Using AIMS Box Levels
AIMS Box levels are objective chart reference points. They help you see where price is boxed between an upper level and a lower level.
What Creates An AIMS Box
The AIMS Box concept is based on upper and lower fractal levels:
- The upper box level is based on a recent high fractal.
- The lower box level is based on a recent low fractal.
- The grey zone between them shows the active box area.
A fractal normally needs candles on both sides before it is confirmed. If a box appears early, wait for confirmation before treating it as a stable chart reference.
What The Box Tells You
The box gives practical information:
- Where price is currently boxed in.
- Where a breakout would occur.
- Where the opposite side of the box is.
- How tall the box is.
- Whether the box is usable for the amount of risk you are willing to take.
Reading Setup States
The dashboard can summarize the latest state.
Common examples:
| State | Meaning |
|---|---|
Setup 1 · WAIT | Structure forming — box visible; wait for READY or clearer context before acting. |
Setup 1 · READY | Candidate setup ready for review — check trade lines and filters. |
Setup 2 | A second setup type is ready for review. |
Closed break | Price has closed beyond the relevant box level. |
Blocked | A filter, box-height, or context condition is blocking the setup. |
The exact state labels can vary by version.


Breakout Review
AIMS Box trading often watches for price to break beyond the box:
- A buy setup looks for price behavior around the upper box level.
- A sell setup looks for price behavior around the lower box level.
- The opposite side of the box is a common stop reference.
Do not treat every break as a trade. Review:
- Trend direction.
- Gator and Purple context.
- ATR Box filter state.
- Spread and news.
- The distance between entry reference and stop reference.
Box Height And Risk
The height of the box matters because it affects stop distance and position size.
A tall box can make the risk too large for the setup.

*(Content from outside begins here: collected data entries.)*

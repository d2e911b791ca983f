use clap::{Parser, Subcommand};
use colored::Colorize;
use std::path::PathBuf;
use std::sync::atomic::{AtomicBool, Ordering};
use std::sync::Arc;

use strict_qa::dashboard::{DashboardConfig, DashboardServer};
use strict_qa::data::{DataKind, DataProvider};
use strict_qa::report::ReportFormat;
use strict_qa::runner::exit_codes;
use strict_qa::runner::registry::{self, Preset};
use strict_qa::runner::{ConsoleEventListener, Orchestrator};
use strict_qa::utils::url::{normalize_base_url, DEFAULT_BASE_URL};
use strict_qa::utils::HarnessConfig;

#[derive(Parser)]
#[command(name = "strict-qa")]
#[command(version)]
#[command(about = "Browser and API driven QA harness for web applications", long_about = None)]
struct Cli {
    /// Configuration file (YAML)
    #[arg(short, long, global = true)]
    config: Option<PathBuf>,

    #[command(subcommand)]
    command: Commands,
}

#[derive(Subcommand)]
enum Commands {
    /// Run suites against a target and write a report
    Run {
        /// Base URL of the application under test
        #[arg(default_value = DEFAULT_BASE_URL)]
        base_url: String,

        /// Suite ids to run (comma-separated)
        #[arg(short, long, value_delimiter = ',')]
        suites: Option<Vec<String>>,

        /// Named suite selection (e2e, smoke, integration)
        #[arg(short, long, conflicts_with = "suites")]
        preset: Option<Preset>,

        /// Leave the API suite out
        #[arg(long, default_value = "false")]
        no_api: bool,

        /// Run suites concurrently
        #[arg(long, default_value = "false")]
        concurrent: bool,

        /// Seed for generated test data
        #[arg(long)]
        seed: Option<u64>,

        /// Show the browser window
        #[arg(long, default_value = "false")]
        headed: bool,

        /// Directory for report files
        #[arg(long)]
        reports_dir: Option<PathBuf>,

        /// Report format (csv, xlsx, json, junit)
        #[arg(short, long)]
        format: Option<ReportFormat>,
    },

    /// Start the dashboard service
    Serve {
        /// Server port
        #[arg(long, default_value = "5000")]
        port: u16,

        /// Directory for report files
        #[arg(long)]
        reports_dir: Option<PathBuf>,
    },

    /// List registered suites and their checks
    Suites,

    /// Print a generated data record as JSON
    Sample {
        /// Record kind (valid-user, invalid-user, edge-case, api-payload, ...)
        #[arg(short, long, default_value = "valid-user")]
        kind: DataKind,

        /// Seed for reproducible output
        #[arg(long)]
        seed: Option<u64>,
    },
}

#[tokio::main]
async fn main() -> anyhow::Result<()> {
    let cli = Cli::parse();

    let default_level = match cli.command {
        Commands::Serve { .. } => "info",
        _ => "warn",
    };
    env_logger::Builder::from_env(env_logger::Env::default().default_filter_or(default_level))
        .init();

    match cli.command {
        Commands::Run {
            base_url,
            suites,
            preset,
            no_api,
            concurrent,
            seed,
            headed,
            reports_dir,
            format,
        } => {
            let mut config = HarnessConfig::load(cli.config.as_deref())?;
            if concurrent {
                config.concurrent_suites = true;
            }
            if seed.is_some() {
                config.seed = seed;
            }
            if headed {
                config.headless = false;
            }
            if let Some(dir) = reports_dir {
                config.reports_dir = dir;
            }
            if let Some(format) = format {
                config.auto_report = Some(format);
            }

            let selection = select_suites(suites, preset, no_api);
            let code = run(config, &base_url, selection).await;
            std::process::exit(code);
        }

        Commands::Serve { port, reports_dir } => {
            let mut config = HarnessConfig::load(cli.config.as_deref())?;
            if let Some(dir) = reports_dir {
                config.reports_dir = dir;
            }

            let orchestrator = Orchestrator::new(config);
            tokio::spawn(ConsoleEventListener::listen(orchestrator.subscribe()));

            let stopper = orchestrator.clone();
            ctrlc::set_handler(move || {
                stopper.request_stop();
                std::process::exit(exit_codes::INTERRUPTED);
            })?;

            DashboardServer::new(DashboardConfig { port }, orchestrator)
                .start()
                .await?;
        }

        Commands::Suites => {
            println!("{} Registered suites:", "📋".blue());
            for suite in registry::describe() {
                println!(
                    "\n  {} {} ({}, {} checks)",
                    suite.id.cyan().bold(),
                    suite.title,
                    suite.adapter,
                    suite.checks.len()
                );
                for check in suite.checks {
                    println!("    - {}", check);
                }
            }
        }

        Commands::Sample { kind, seed } => {
            let record = DataProvider::new(seed).generate(kind, None);
            println!("{}", serde_json::to_string_pretty(&record)?);
        }
    }

    Ok(())
}

/// Suite ids for a run; `None` runs every registered suite.
fn select_suites(
    suites: Option<Vec<String>>,
    preset: Option<Preset>,
    no_api: bool,
) -> Option<Vec<String>> {
    if let Some(ids) = suites {
        return Some(ids);
    }
    if let Some(preset) = preset {
        return Some(preset.suites(!no_api));
    }
    if no_api {
        return Some(
            registry::ids()
                .into_iter()
                .filter(|id| *id != "api")
                .map(String::from)
                .collect(),
        );
    }
    None
}

/// Execute one run with console output and return the process exit code.
async fn run(config: HarnessConfig, base_url: &str, suites: Option<Vec<String>>) -> i32 {
    let base_url = normalize_base_url(base_url);
    let orchestrator = Orchestrator::new(config);
    let listener = tokio::spawn(ConsoleEventListener::listen(orchestrator.subscribe()));

    if orchestrator.config().concurrent_suites {
        println!("  Concurrent: {}", "Enabled".yellow());
    }

    let handle = match orchestrator.start_run(&base_url, suites) {
        Ok(handle) => handle,
        Err(e) => {
            eprintln!("{} {}", "✗".red().bold(), e);
            return exit_codes::INFRASTRUCTURE_FAILED;
        }
    };

    // First Ctrl+C stops cooperatively, a second one exits at once. The
    // orchestrator clone lives in `stop_task` so the event channel can close
    // once the run is over.
    let (stop_tx, mut stop_rx) = tokio::sync::mpsc::unbounded_channel::<()>();
    let stopper = orchestrator.clone();
    let stop_task = tokio::spawn(async move {
        while stop_rx.recv().await.is_some() {
            stopper.request_stop();
        }
    });
    let interrupted = Arc::new(AtomicBool::new(false));
    let handler = ctrlc::set_handler(move || {
        if interrupted.swap(true, Ordering::SeqCst) {
            std::process::exit(exit_codes::INTERRUPTED);
        }
        println!("\n{} Stopping after the current check...", "⏹".yellow());
        let _ = stop_tx.send(());
    });
    if let Err(e) = handler {
        log::warn!("cannot install Ctrl+C handler: {}", e);
    }

    let outcome = handle.wait().await;
    stop_task.abort();
    let _ = stop_task.await;
    drop(orchestrator);
    if let Err(e) = listener.await {
        log::debug!("console listener ended abnormally: {}", e);
    }

    for fault in &outcome.faults {
        eprintln!("{} {}", "✗".red().bold(), fault);
    }
    outcome.exit_code()
}

#[cfg(test)]
mod tests {
    use super::*;

    #[test]
    fn test_cli_parses_run_flags() {
        let cli = Cli::try_parse_from([
            "strict-qa",
            "run",
            "http://shop.test",
            "--suites",
            "login,api",
            "--seed",
            "9",
            "--format",
            "junit",
        ])
        .unwrap();
        match cli.command {
            Commands::Run {
                base_url,
                suites,
                seed,
                format,
                ..
            } => {
                assert_eq!(base_url, "http://shop.test");
                assert_eq!(suites, Some(vec!["login".to_string(), "api".to_string()]));
                assert_eq!(seed, Some(9));
                assert_eq!(format, Some(ReportFormat::Junit));
            }
            _ => panic!("expected run"),
        }
    }

    #[test]
    fn test_suites_and_preset_conflict() {
        assert!(Cli::try_parse_from([
            "strict-qa", "run", "--suites", "login", "--preset", "smoke"
        ])
        .is_err());
    }

    #[test]
    fn test_select_suites() {
        assert_eq!(select_suites(None, None, false), None);
        let without_api = select_suites(None, None, true).unwrap();
        assert!(!without_api.contains(&"api".to_string()));
        assert_eq!(without_api.len(), 4);
        assert_eq!(
            select_suites(None, Some(Preset::Smoke), true),
            Some(vec!["navigation".into(), "forms".into(), "api".into()])
        );
    }
}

If the dashboard marks a box as blocked because it is too tall, treat that as a warning to stand aside or wait for a cleaner structure.

Trailing And Review
AIMS Box levels can also help with trade review after entry:
- Previous box levels can act as visible structure.

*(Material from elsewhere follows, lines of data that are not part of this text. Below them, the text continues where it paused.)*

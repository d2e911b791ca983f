use chrono::{DateTime, Utc};
use serde::{Deserialize, Serialize};
use std::fmt;
use std::path::PathBuf;

/// Lifecycle of the current run
#[derive(Debug, Clone, Copy, PartialEq, Eq, Serialize, Deserialize, Default)]
#[serde(rename_all = "lowercase")]
pub enum RunState {
    #[default]
    Idle,
    Running,
    Completed,
    Failed,
}

impl RunState {
    pub fn is_terminal(&self) -> bool {
        matches!(self, RunState::Completed | RunState::Failed)
    }

    pub fn as_str(&self) -> &'static str {
        match self {
            RunState::Idle => "idle",
            RunState::Running => "running",
            RunState::Completed => "completed",
            RunState::Failed => "failed",
        }
    }
}

impl fmt::Display for RunState {
    fn fmt(&self, f: &mut fmt::Formatter<'_>) -> fmt::Result {
        f.write_str(self.as_str())
    }
}

/// Mutable bookkeeping of a run, guarded by the orchestrator
#[derive(Debug, Clone, Default)]
pub struct RunProgress {
    pub state: RunState,
    pub current_suite: Option<String>,
    pub completed_suites: Vec<String>,
    pub faults: Vec<String>,
    pub report_file: Option<PathBuf>,
    pub cancelled: bool,
}

impl RunProgress {
    pub fn running() -> Self {
        Self {
            state: RunState::Running,
            ..Default::default()
        }
    }

    pub fn start_suite(&mut self, suite_id: &str) {
        self.current_suite = Some(suite_id.to_string());
    }

    pub fn finish_suite(&mut self, suite_id: &str) {
        if !self.completed_suites.iter().any(|s| s == suite_id) {
            self.completed_suites.push(suite_id.to_string());
        }
        if self.current_suite.as_deref() == Some(suite_id) {
            self.current_suite = None;
        }
    }

    pub fn record_fault(&mut self, fault: impl Into<String>) {
        self.faults.push(fault.into());
    }

    /// Completed unless an orchestration fault was recorded.
    pub fn finish(&mut self) {
        self.current_suite = None;
        self.state = if self.faults.is_empty() {
            RunState::Completed
        } else {
            RunState::Failed
        };
    }

    /// Percentage of requested suites that have finished.
    pub fn progress(&self, requested: usize) -> u8 {
        if self.state.is_terminal() || requested == 0 {
            return if self.state.is_terminal() { 100 } else { 0 };
        }
        ((self.completed_suites.len() * 100) / requested).min(100) as u8
    }
}

/// Snapshot answered by `status()`
#[derive(Debug, Clone, Serialize)]
#[serde(rename_all = "camelCase")]
pub struct RunStatus {
    pub run_id: Option<String>,
    pub state: RunState,
    pub running: bool,
    pub base_url: Option<String>,
    pub suites: Vec<String>,
    pub completed_suites: Vec<String>,
    pub current_suite: Option<String>,
    pub progress: u8,
    pub total_cases: usize,
    pub passed: usize,
    pub failed: usize,
    pub bugs: usize,
    pub started_at: Option<DateTime<Utc>>,
    pub finished_at: Option<DateTime<Utc>>,
    pub report_file: Option<PathBuf>,
    pub seed: Option<u64>,
    pub errors: Vec<String>,
}

impl RunStatus {
    pub fn idle() -> Self {
        Self {
            run_id: None,
            state: RunState::Idle,
            running: false,
            base_url: None,
            suites: Vec::new(),
            completed_suites: Vec::new(),
            current_suite: None,
            progress: 0,
            total_cases: 0,
            passed: 0,
            failed: 0,
            bugs: 0,
            started_at: None,
            finished_at: None,
            report_file: None,
            seed: None,
            errors: Vec::new(),
        }
    }
}

#[cfg(test)]
mod tests {
    use super::*;

    #[test]
    fn test_progress_and_finish() {
        let mut progress = RunProgress::running();
        progress.start_suite("signup");
        progress.finish_suite("signup");
        progress.finish_suite("signup");
        assert_eq!(progress.completed_suites.len(), 1);
        assert_eq!(progress.progress(4), 25);

        progress.finish();
        assert_eq!(progress.state, RunState::Completed);
        assert_eq!(progress.progress(4), 100);
    }

    #[test]
    fn test_fault_fails_run() {
        let mut progress = RunProgress::running();
        progress.record_fault("cannot open browser session");
        progress.finish();
        assert_eq!(progress.state, RunState::Failed);
    }

    #[test]
    fn test_state_serializes_lowercase() {
        assert_eq!(serde_json::to_string(&RunState::Completed).unwrap(), "\"completed\"");
    }
}
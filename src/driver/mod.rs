pub mod http;
pub mod traits;
pub mod web;

pub use traits::{
    AdapterFactory, BrowserSession, DefaultAdapterFactory, ElementInfo, FormSubmission,
    HttpRequest, HttpResponse, Locator, Navigation, TargetAdapter,
};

- New boxes can help you see where price is consolidating.
- The opposite side of a new box can be considered as a trailing reference only if it fits your plan.
Do not move a stop only because a new box appears. Check whether the change improves risk control and follows your rules.
Best Practice
Use the AIMS Box as structure, not as a shortcut.
Before taking action, ask:
- Is the box confirmed?
- Is the box tight enough?
- Does the higher-timeframe context support the direction?
- Are filters and market conditions acceptable?
- Does the setup fit my risk plan?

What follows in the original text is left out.